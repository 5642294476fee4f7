//! Itinerary events of a trip (flights, transfers, lodging, activities,
//! meals). Owned by their trip and removed with it.

use chrono::{DateTime, Utc};
use sea_orm::{ActiveValue, entity::prelude::*};
use serde::{Deserialize, Serialize};

use crate::{EngineError, EventId, ResultEngine, TripId, UserId};

#[derive(
    Clone, Copy, Debug, PartialEq, Eq, Hash, PartialOrd, Ord, Serialize, Deserialize,
)]
#[serde(rename_all = "snake_case")]
pub enum EventKind {
    Flight,
    Transfer,
    Lodging,
    Activity,
    Meal,
}

impl EventKind {
    pub const ALL: [EventKind; 5] = [
        Self::Flight,
        Self::Transfer,
        Self::Lodging,
        Self::Activity,
        Self::Meal,
    ];

    pub fn as_str(self) -> &'static str {
        match self {
            Self::Flight => "flight",
            Self::Transfer => "transfer",
            Self::Lodging => "lodging",
            Self::Activity => "activity",
            Self::Meal => "meal",
        }
    }
}

impl TryFrom<&str> for EventKind {
    type Error = EngineError;

    fn try_from(value: &str) -> Result<Self, Self::Error> {
        Self::ALL
            .into_iter()
            .find(|k| k.as_str() == value)
            .ok_or_else(|| EngineError::Corrupt(format!("invalid event kind: {value}")))
    }
}

#[derive(Clone, Debug, PartialEq, Eq, Serialize, Deserialize)]
pub struct Event {
    pub id: EventId,
    pub trip_id: TripId,
    pub kind: EventKind,
    pub title: String,
    pub occurs_at: DateTime<Utc>,
    pub location: Option<String>,
    pub description: Option<String>,
    pub created_by: UserId,
    pub created_at: DateTime<Utc>,
    pub updated_at: Option<DateTime<Utc>>,
}

#[derive(Clone, Debug, PartialEq, Eq, DeriveEntityModel)]
#[sea_orm(table_name = "events")]
pub struct Model {
    #[sea_orm(primary_key, auto_increment = false)]
    pub id: Uuid,
    pub trip_id: Uuid,
    pub kind: String,
    pub title: String,
    pub occurs_at: DateTimeUtc,
    pub location: Option<String>,
    pub description: Option<String>,
    pub created_by: String,
    pub created_at: DateTimeUtc,
    pub updated_at: Option<DateTimeUtc>,
}

#[derive(Copy, Clone, Debug, EnumIter, DeriveRelation)]
pub enum Relation {
    #[sea_orm(
        belongs_to = "super::trip::Entity",
        from = "Column::TripId",
        to = "super::trip::Column::Id",
        on_update = "NoAction",
        on_delete = "Cascade"
    )]
    Trips,
}

impl Related<super::trip::Entity> for Entity {
    fn to() -> RelationDef {
        Relation::Trips.def()
    }
}

impl ActiveModelBehavior for ActiveModel {}

impl From<&Event> for ActiveModel {
    fn from(event: &Event) -> Self {
        Self {
            id: ActiveValue::Set(event.id.0),
            trip_id: ActiveValue::Set(event.trip_id.0),
            kind: ActiveValue::Set(event.kind.as_str().to_string()),
            title: ActiveValue::Set(event.title.clone()),
            occurs_at: ActiveValue::Set(event.occurs_at),
            location: ActiveValue::Set(event.location.clone()),
            description: ActiveValue::Set(event.description.clone()),
            created_by: ActiveValue::Set(event.created_by.to_string()),
            created_at: ActiveValue::Set(event.created_at),
            updated_at: ActiveValue::Set(event.updated_at),
        }
    }
}

impl TryFrom<Model> for Event {
    type Error = EngineError;

    fn try_from(model: Model) -> ResultEngine<Self> {
        Ok(Self {
            id: EventId(model.id),
            trip_id: TripId(model.trip_id),
            kind: EventKind::try_from(model.kind.as_str())?,
            title: model.title,
            occurs_at: model.occurs_at,
            location: model.location,
            description: model.description,
            created_by: UserId::new(model.created_by),
            created_at: model.created_at,
            updated_at: model.updated_at,
        })
    }
}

## TASK DETAILS
Within the data above, pick out all lines holding the word "EngineError".

## RESPONSE
use crate::{EngineError, EventId, ResultEngine, TripId, UserId};
    type Error = EngineError;
            .ok_or_else(|| EngineError::Corrupt(format!("invalid event kind: {value}")))
    type Error = EngineError;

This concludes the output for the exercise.